A little about me:
I’ve lived in Halifax all my life and my husband and I are fortunate to have two beautiful adult children, a son and a daughter. I’ve always enjoyed the outdoors and like to spend time walking, swimming, camping and traveling. Reading, sewing and rug hooking can keep me busy when the weather doesn’t cooperate.
My experience with blood cancer:
I was diagnosed with CLL in August 2009 through routine blood work and was on watch and wait for four years. Low hemoglobin was the determining factor for treatment and I began FCR treatment in October 2013. After the six rounds of treatment with minimal side effects, no CLL cells were detectable in my blood.
When I was first diagnosed with CLL, being told that I wasn’t going to be treated in any way and that I should go and live my life was very nerve-racking to say the least. The Internet was really my only source of information and that wasn’t always the best place to look.

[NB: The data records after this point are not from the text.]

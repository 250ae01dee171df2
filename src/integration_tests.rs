/// Integration tests for a complete workout session.
/// Feeds realistic interleaved accelerometer and GPS streams through
/// `WorkoutSession` and checks rates, distance and the final summary.

#[cfg(test)]
mod integration_tests {
    use std::io::Cursor;

    use crate::config::SessionConfig;
    use crate::replay::{parse_trace, replay};
    use crate::session::{SessionState, WorkoutSession};
    use crate::types::*;

    /// Meters per degree of latitude on the haversine sphere.
    const M_PER_DEG: f64 = 111_194.93;

    /// Helper: acceleration magnitude with a stroke spike every `period_ms`.
    fn stroke_magnitude(t: u64, period_ms: u64) -> f64 {
        if t > 0 && t % period_ms == 0 {
            16.0
        } else {
            10.0
        }
    }

    /// Helper: boat speed with a surge every third second.
    fn surge_speed(second: u64) -> f64 {
        if second % 3 == 0 {
            5.5
        } else {
            4.0
        }
    }

    /// Helper: 50 Hz accelerometer and 1 Hz GPS for `seconds`, strokes every
    /// 2 s on the accelerometer and a surge every 3 s on the GPS.
    fn row(session: &mut WorkoutSession, seconds: u64) {
        let mut north_m = 0.0;
        let mut t = 0;
        while t <= seconds * 1_000 {
            session.observe_motion(stroke_magnitude(t, 2_000), t);
            if t % 1_000 == 0 {
                let second = t / 1_000;
                if second > 0 {
                    north_m += surge_speed(second);
                }
                session.observe_fix(GpsFix::new(north_m / M_PER_DEG, 0.0, t));
            }
            t += 20;
        }
    }

    // ============================================================================
    // DUAL-SOURCE SESSION
    // ============================================================================

    #[test]
    fn test_two_minute_row_both_sources() {
        let mut session = WorkoutSession::default();
        session.start(0);
        row(&mut session, 120);

        // Motion: 5 spikes in the last 10 s. GPS: 10 peaks spanning 27 s.
        assert_eq!(
            session.current_rate(),
            SelectedRate::Both { motion: 30, gps: 20 }
        );
        assert_eq!(session.motion().strokes_detected(), 60);
        // The surge at 3 s arrives before the baseline has filled.
        assert_eq!(session.gps_peaks().peaks_detected(), 39);

        let summary = session.stop(120_000);
        assert_eq!(summary.method, DetectionMethod::Both);
        assert_eq!(summary.duration_ms, 120_000);
        // 40 surges at 5.5 m plus 80 seconds at 4 m.
        assert!((summary.distance_m - 540.0).abs() < 0.5, "{}", summary.distance_m);
        assert_eq!(summary.avg_split(), "1:51");
        assert_eq!(summary.rejected_samples, 0);
        // Motion ramps 6, 12, 18, 24 then holds 30 (60 records), GPS holds
        // 20 (38 records): 2500 / 98 = 25.5.
        assert_eq!(summary.average_rate_spm, 26);
    }

    #[test]
    fn test_method_switch_changes_display_not_detection() {
        let mut session = WorkoutSession::default();
        session.start(0);
        row(&mut session, 60);

        session.set_method(DetectionMethod::Gps);
        assert_eq!(session.current_rate(), SelectedRate::Single(20));
        session.set_method(DetectionMethod::Motion);
        assert_eq!(session.current_rate(), SelectedRate::Single(30));

        assert_eq!(session.current_rate_for(RateSource::Gps), 20);
        assert_eq!(session.current_rate_for(RateSource::Motion), 30);
    }

    #[test]
    fn test_gps_only_session_ignores_motion_history() {
        let mut config = SessionConfig::default();
        config.method = DetectionMethod::Gps;
        let mut session = WorkoutSession::new(config);
        session.start(0);
        row(&mut session, 60);

        assert_eq!(session.aggregator().record_count(RateSource::Motion), 0);
        assert!(session.aggregator().record_count(RateSource::Gps) > 0);
        assert_eq!(session.stop(60_000).average_rate_spm, 20);
    }

    // ============================================================================
    // DEGRADED CONDITIONS
    // ============================================================================

    #[test]
    fn test_moored_boat_gps_drift() {
        let mut session = WorkoutSession::default();
        session.start(0);
        for s in 0..120u64 {
            // Jitter within a meter of the dock.
            let jitter_m = if s % 2 == 0 { 0.4 } else { -0.4 };
            session.observe_fix(GpsFix::new(45.0 + jitter_m / M_PER_DEG, 7.0, s * 1_000));
            session.observe_motion(9.81, s * 1_000);
        }
        let summary = session.stop(120_000);

        assert_eq!(summary.distance_m, 0.0);
        assert_eq!(summary.avg_speed_mps, None);
        assert_eq!(summary.avg_split(), "--:--");
        assert_eq!(summary.average_rate_spm, 0);
        assert_eq!(session.current_rate(), SelectedRate::Both { motion: 0, gps: 0 });
    }

    #[test]
    fn test_gps_dropout_keeps_last_rate() {
        let mut session = WorkoutSession::default();
        session.start(0);
        row(&mut session, 60);

        // Tunnel under a bridge: motion continues, no fixes.
        let mut t = 60_020;
        while t < 90_000 {
            session.observe_motion(stroke_magnitude(t, 2_000), t);
            t += 20;
        }
        assert_eq!(
            session.current_rate(),
            SelectedRate::Both { motion: 30, gps: 20 }
        );
        assert_eq!(session.duration_ms(), 89_980);
    }

    #[test]
    fn test_unknown_method_from_settings() {
        assert!("paddle".parse::<DetectionMethod>().is_err());
        assert_eq!(
            crate::aggregator::select_by_name("paddle", 30, 20),
            SelectedRate::Single(0)
        );
    }

    // ============================================================================
    // CONFIGURATION AND REPLAY
    // ============================================================================

    #[test]
    fn test_config_file_drives_session() {
        let dir = tempfile::tempdir().unwrap();
        let path = dir.path().join("session.json");
        std::fs::write(
            &path,
            r#"{ "method": "motion", "motion": { "max_stroke_rate": 20 } }"#,
        )
        .unwrap();

        let config = SessionConfig::from_json(&path).unwrap();
        let mut session = WorkoutSession::try_new(config).unwrap();
        session.start(0);
        row(&mut session, 30);

        assert_eq!(session.method(), DetectionMethod::Motion);
        assert_eq!(session.current_rate(), SelectedRate::Single(20));
    }

    #[test]
    fn test_replay_matches_live_session() {
        let mut trace = String::from("# 40 s on the water\n");
        let mut north_m = 0.0;
        let mut t = 0;
        while t <= 40_000 {
            trace.push_str(&format!("motion,{t},{}\n", stroke_magnitude(t, 2_000)));
            if t % 1_000 == 0 {
                let second = t / 1_000;
                if second > 0 {
                    north_m += surge_speed(second);
                }
                trace.push_str(&format!("gps,{t},{},0\n", north_m / M_PER_DEG));
            }
            t += 20;
        }

        let records = parse_trace(Cursor::new(trace)).unwrap();
        let mut replayed = WorkoutSession::default();
        let replayed_summary = replay(&mut replayed, &records);

        let mut live = WorkoutSession::default();
        live.start(0);
        row(&mut live, 40);
        let live_summary = live.stop(40_000);

        assert_eq!(replayed.state(), SessionState::Stopped);
        assert_eq!(replayed_summary.motion_strokes, live_summary.motion_strokes);
        assert_eq!(replayed_summary.gps_peaks, live_summary.gps_peaks);
        assert_eq!(replayed_summary.average_rate_spm, live_summary.average_rate_spm);
        assert!((replayed_summary.distance_m - live_summary.distance_m).abs() < 1e-6);
    }
}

Support during my experience with blood cancer:
It wasn’t until nine months into my CLL journey that I discovered a gentleman on my street had been living with it for the past 10 years. One day I knocked on his door and was immediately ushered in for coffee and a long chat. After two hours of listening to his stories of ups and downs, his treatments, and how he coped and still managed to enjoy a good quality of life, I came away feeling a great weight had been lifted from my shoulders.
Over a year later, I discovered a support group for blood cancers. It was a great place to compare symptoms and find ways for managing stress, fatigue, fear and more. It was comforting to chat with others who shared the same experiences and so nice to know that you weren’t alone. After finding that these discussions with my neighbour and other CLL patients were so positive and helpful to me I wanted to try and help others in the same way.
The LLSC peer support program:
When I heard about the LLSC’s peer support program I immediately signed up as a volunteer. Over the past few years, I’ve chatted with several others through LLSC’s program and find that for the most part we all have very similar feelings and fears. I think I’ve always been open to listening to others’ advice and stories and taking from them what I feel is right and important for me.
My journey hasn’t all been easy and I’ve certainly had some ups and down myself but it is a positive one. I can still do all the things I enjoy, I may just have to do them a little differently - shorter walks and less often, more afternoon rests. I had the best results one could hope for after treatment and 5 years later my blood counts are still holding. So as a volunteer with the program, it would make me feel good if I could provide some encouragement and hope to others with my story.
I’ve always considered myself to be a patient person but maybe not so much with myself. I’ve learned to listen to my body and to be patient with it, to be kind to myself and give myself permission to do what my body and mind need to stay strong.